• **Records for the exercise**:
=== Section Start ===

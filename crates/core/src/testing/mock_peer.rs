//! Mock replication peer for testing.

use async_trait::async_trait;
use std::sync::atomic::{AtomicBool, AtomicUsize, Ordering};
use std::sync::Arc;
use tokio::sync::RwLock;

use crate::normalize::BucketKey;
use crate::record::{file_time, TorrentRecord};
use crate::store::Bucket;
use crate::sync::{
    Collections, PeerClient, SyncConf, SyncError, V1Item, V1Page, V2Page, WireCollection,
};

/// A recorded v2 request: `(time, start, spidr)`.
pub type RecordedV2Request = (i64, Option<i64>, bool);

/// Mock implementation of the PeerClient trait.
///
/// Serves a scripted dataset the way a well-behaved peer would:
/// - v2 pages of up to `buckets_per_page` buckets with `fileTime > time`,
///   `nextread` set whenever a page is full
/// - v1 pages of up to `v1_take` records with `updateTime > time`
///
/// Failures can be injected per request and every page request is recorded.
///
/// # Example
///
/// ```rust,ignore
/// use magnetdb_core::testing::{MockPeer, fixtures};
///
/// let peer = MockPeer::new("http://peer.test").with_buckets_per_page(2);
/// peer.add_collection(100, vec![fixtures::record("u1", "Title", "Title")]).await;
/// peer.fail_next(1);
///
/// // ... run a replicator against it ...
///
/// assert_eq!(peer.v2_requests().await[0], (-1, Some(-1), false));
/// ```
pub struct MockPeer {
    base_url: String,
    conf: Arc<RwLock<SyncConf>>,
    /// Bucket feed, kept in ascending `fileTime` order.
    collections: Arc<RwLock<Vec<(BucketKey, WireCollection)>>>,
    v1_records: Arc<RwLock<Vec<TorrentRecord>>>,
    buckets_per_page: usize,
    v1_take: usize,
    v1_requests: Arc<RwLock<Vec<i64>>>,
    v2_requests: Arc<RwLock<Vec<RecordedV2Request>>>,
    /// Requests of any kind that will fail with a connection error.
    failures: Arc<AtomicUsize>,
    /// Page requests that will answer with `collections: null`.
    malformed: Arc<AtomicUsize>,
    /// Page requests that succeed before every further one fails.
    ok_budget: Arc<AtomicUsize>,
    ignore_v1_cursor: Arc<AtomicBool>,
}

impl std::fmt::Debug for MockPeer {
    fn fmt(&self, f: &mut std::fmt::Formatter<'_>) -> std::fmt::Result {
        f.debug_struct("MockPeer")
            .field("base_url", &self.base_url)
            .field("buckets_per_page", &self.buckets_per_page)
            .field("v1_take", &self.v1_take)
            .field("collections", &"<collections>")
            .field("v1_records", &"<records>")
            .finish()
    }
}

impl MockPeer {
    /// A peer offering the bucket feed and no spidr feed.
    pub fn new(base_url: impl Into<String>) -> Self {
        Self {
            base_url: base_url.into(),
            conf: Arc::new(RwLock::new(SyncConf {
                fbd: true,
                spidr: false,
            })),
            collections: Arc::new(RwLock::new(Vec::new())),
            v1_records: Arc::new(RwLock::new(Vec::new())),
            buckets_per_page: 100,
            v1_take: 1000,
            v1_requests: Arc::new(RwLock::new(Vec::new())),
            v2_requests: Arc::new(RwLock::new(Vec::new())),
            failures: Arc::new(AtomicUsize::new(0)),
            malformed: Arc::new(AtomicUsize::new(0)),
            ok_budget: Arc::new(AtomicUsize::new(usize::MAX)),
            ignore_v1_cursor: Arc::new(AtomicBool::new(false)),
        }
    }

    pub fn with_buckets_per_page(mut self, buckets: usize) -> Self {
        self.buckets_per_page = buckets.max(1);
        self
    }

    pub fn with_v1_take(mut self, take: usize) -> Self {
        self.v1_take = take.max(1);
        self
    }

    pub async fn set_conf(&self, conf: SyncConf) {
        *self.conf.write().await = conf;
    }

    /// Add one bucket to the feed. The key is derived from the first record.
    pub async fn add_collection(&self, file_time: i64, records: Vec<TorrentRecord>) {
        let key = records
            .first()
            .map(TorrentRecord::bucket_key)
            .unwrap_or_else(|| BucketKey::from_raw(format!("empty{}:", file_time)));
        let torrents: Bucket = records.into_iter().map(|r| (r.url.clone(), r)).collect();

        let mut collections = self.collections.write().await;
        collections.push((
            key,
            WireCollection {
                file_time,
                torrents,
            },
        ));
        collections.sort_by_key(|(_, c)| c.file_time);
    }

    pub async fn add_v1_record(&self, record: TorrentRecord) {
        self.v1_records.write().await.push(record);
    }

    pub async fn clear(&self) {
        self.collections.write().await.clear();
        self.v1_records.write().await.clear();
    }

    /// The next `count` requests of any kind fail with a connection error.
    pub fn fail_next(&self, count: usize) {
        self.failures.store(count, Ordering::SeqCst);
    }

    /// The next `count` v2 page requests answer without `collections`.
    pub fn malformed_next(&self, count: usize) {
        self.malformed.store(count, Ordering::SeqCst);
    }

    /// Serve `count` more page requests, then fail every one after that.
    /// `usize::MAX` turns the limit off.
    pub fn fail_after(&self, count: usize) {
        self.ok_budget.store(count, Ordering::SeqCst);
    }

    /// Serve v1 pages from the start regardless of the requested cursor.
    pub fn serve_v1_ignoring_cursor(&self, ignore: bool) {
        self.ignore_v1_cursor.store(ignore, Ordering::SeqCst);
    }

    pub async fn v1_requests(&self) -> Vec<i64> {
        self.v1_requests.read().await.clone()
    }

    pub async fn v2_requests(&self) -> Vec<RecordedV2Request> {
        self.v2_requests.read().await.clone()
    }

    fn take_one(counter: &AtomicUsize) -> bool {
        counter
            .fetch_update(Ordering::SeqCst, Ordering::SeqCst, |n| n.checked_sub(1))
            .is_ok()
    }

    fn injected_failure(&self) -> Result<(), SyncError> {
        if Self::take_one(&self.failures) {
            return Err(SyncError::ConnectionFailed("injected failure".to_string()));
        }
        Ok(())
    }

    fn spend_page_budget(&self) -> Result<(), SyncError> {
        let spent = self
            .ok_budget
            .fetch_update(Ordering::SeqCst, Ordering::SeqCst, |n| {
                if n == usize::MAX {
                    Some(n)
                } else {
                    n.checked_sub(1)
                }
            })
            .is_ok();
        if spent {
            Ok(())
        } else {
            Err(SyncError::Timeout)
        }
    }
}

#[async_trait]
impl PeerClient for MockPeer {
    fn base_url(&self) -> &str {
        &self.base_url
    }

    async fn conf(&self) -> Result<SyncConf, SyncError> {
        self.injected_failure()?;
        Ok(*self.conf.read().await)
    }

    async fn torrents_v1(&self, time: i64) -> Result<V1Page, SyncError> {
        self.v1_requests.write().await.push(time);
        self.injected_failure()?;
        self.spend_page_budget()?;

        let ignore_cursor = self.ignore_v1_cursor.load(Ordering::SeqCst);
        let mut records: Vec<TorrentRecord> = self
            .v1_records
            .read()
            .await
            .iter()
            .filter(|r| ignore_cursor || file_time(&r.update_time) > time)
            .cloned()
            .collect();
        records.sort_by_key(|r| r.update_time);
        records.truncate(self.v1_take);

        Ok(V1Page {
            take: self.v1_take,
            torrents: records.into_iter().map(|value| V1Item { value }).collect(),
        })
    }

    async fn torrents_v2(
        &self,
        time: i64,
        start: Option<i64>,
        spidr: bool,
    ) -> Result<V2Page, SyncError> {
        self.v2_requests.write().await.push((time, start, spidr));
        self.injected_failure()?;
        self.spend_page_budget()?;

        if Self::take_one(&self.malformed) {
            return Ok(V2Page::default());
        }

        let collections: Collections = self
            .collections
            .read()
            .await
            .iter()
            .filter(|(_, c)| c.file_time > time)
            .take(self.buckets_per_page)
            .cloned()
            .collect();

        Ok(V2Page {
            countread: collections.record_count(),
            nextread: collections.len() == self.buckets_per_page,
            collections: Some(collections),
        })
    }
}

=== Section End ===

• **Task requirements**:
Your task is to reproduce the entries exactly, starting at the first line and ending with the line containing "page is full".

• **Result of the task**:
filename crates/core/src/testing/mock_peer.rs
//! Mock replication peer for testing.

use async_trait::async_trait;
use std::sync::atomic::{AtomicBool, AtomicUsize, Ordering};
use std::sync::Arc;
use tokio::sync::RwLock;

use crate::normalize::BucketKey;
use crate::record::{file_time, TorrentRecord};
use crate::store::Bucket;
use crate::sync::{
    Collections, PeerClient, SyncConf, SyncError, V1Item, V1Page, V2Page, WireCollection,
};

/// A recorded v2 request: `(time, start, spidr)`.
pub type RecordedV2Request = (i64, Option<i64>, bool);

/// Mock implementation of the PeerClient trait.
///
/// Serves a scripted dataset the way a well-behaved peer would:
/// - v2 pages of up to `buckets_per_page` buckets with `fileTime > time`,
///   `nextread` set whenever a page is full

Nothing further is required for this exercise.